Photographs by: Benedict Evans & Words by: Beth Strickland

Bill had registered for one of the toughest hillclimb races in the country and was searching for ways to train. “You could do continual laps of 2-5-10,” suggested Taylor, the local mechanic. Bill raised his eyebrows and his eyes scrunched and grew thoughtful at the same time. “Wait, no way,” said Taylor, “that is humanly impossible…and yet, it’s so stupid that I feel I must attempt it with you.”

Beth Strickland, editor and bartender – 5x finisher
Bill Strickland, editor-in-chief, Bicycling magazine – 6x finisher
Mark Taylor, freelance bicycle mechanic – 2x finisher

Thus, one day in July 2004, three guys set out in the early morning to ride this absurd 10-mile loop which takes you back and forth over the ridge line of our tiny town in eastern Pennsylvania. Each lap climbs around 1400 feet. They would ride 10 laps, climbing 14,000 feet and totaling 101 miles. They rode as a group, always. They were never more than 3 miles from the start. It would take them 10 hours.

Steve Schneider, firefighter – 6x finisher
Gloria Lui, senior editor, Bicycling magazine
Michael Yarnall, veterinary surgeon – 4x finisher

I don’t know why we did it again the next year. No one was training for anything. We had to take vacation time from work. It is not a race. I’m not even sure it’s a ride. I suppose we did it because we couldn’t think of a better way to spend a summer day than on bikes together. Again, just three of us—two of the originals, plus myself. But this time, others jumped in for a lap or two before work or at lunchtime, showing support, telling jokes, providing distraction. By the third year, riders drove from Philadelphia, New Jersey, Indiana to test themselves and be a part of this silly little ride they’d been hearing about. Since the event began—always on the second rest day of the Tour de France in July—80 different people have completed 2-5-10 at least once. Just as many have attempted and failed.
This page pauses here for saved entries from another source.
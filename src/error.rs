//! Unified error handling for the devup supervisor
//!
//! Reclamation is deliberately infallible (best-effort, see `reclaim`), so
//! the errors here cover the two surfaces that do abort startup: the operator
//! authored configuration and the service spawn path.

use std::io;
use std::path::PathBuf;
use thiserror::Error;

/// Main error type for the supervisor
#[derive(Error, Debug)]
pub enum SupervisorError {
    /// Configuration errors (unreadable or malformed config file)
    #[error("Configuration error: {message} (path: {path})")]
    Config {
        message: String,
        path: PathBuf,
        #[source]
        source: Option<Box<dyn std::error::Error + Send + Sync>>,
    },

    /// A service command could not be resolved in PATH
    #[error("Command not found for service '{service}': '{command}' is not in PATH")]
    CommandNotFound { service: String, command: String },

    /// A service process could not be started
    #[error("Failed to spawn service '{service}': {source}")]
    Spawn {
        service: String,
        #[source]
        source: io::Error,
    },

    /// The termination-signal streams could not be registered
    #[error("Failed to install signal handlers: {source}")]
    Signal {
        #[source]
        source: io::Error,
    },
}

impl SupervisorError {
    pub fn config(message: impl Into<String>, path: impl Into<PathBuf>) -> Self {
        SupervisorError::Config {
            message: message.into(),
            path: path.into(),
            source: None,
        }
    }

    pub fn config_with_source(
        message: impl Into<String>,
        path: impl Into<PathBuf>,
        source: impl std::error::Error + Send + Sync + 'static,
    ) -> Self {
        SupervisorError::Config {
            message: message.into(),
            path: path.into(),
            source: Some(Box::new(source)),
        }
    }
}

pub type SupervisorResult<T> = Result<T, SupervisorError>;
John Adams, school teacher
Joe Percoco Fay, owner and brewer, Sole Artisan Ales – 1x finisher
Jessica Chong, school teacher – 3x finisher

Two of the climbs—Second Street and Fifth Street—are tolerable at 1.1 and 0.5 miles, each a steady 6% to 8% grade, shaded to give welcome relief from the heat. But Tenth Street is a downright monster with its 22% slope and unrelenting ascent. Riders zig-zag across the road, fall over from slowness and curse the rising beast again and again. Three riders, having ridden 99 miles, failed to complete 2-5-10 because they could not face the monstrosity a final time. I have seen a grown man in tears at its brutality. The Virgin Mary statue three-quarters of the way up provides little comfort.

Paul Pearson, photographer – 1x finisher
Topher Valenti, bicycle mechanic – 7x finisher
Erin Mascelli, cycling industry professional

Olympians and National Champions have completed 2-5-10. The oldest finisher is 62; the youngest to pedal a lap was 12. Some riders have completed the entire ride 4…5…6…7 times; some have pursued it year after year only to flounder toward the end. On an average year 10-12 riders finish, and another 50 ride support laps throughout the day. Besides the typical road setup, there have been mountain bikes, singlespeeds and townies. One guy rode a lap in Crocs and jeans while carrying a latte in one hand. We have been stopped by trains, runaway dogs and detoured for road construction. The mid-July heat is stifling, yet blessedly, it has never rained on this day. There was the year the temperature was so ruthless that two water bottles in a 10-mile loop was not enough. Riders put ice bags under jerseys, wrung sweat from their gloves, downed ice-cold Cokes after each lap. One rider woke up in a ditch after passing out from heat exhaustion. Concerned residents brought out hoses and sprinklers to douse the worn and weary as they passed.

Tom Kellogg, framebuilder – 4x finisher
Pat Heine, video producer, Bicycling magazine
Michael Yozell, Bicycling magazine

The ride is the same each year. And yet it is never so. We ride circles as a group, taking 50 minutes for a lap—easy enough not to burn off slower riders, fast enough to move the day along. We stop for 5 minutes each lap to refill bottles and share snacks, always mindful of the time; breaking only after Lap 6 for a 30-minute lunch. When it is done we toast the finishers and retell stories of the day. We hug riders who were strangers to us that morning. We thank those that rode beside us for sharing this day. We swear this is the last time. That we will never do this again.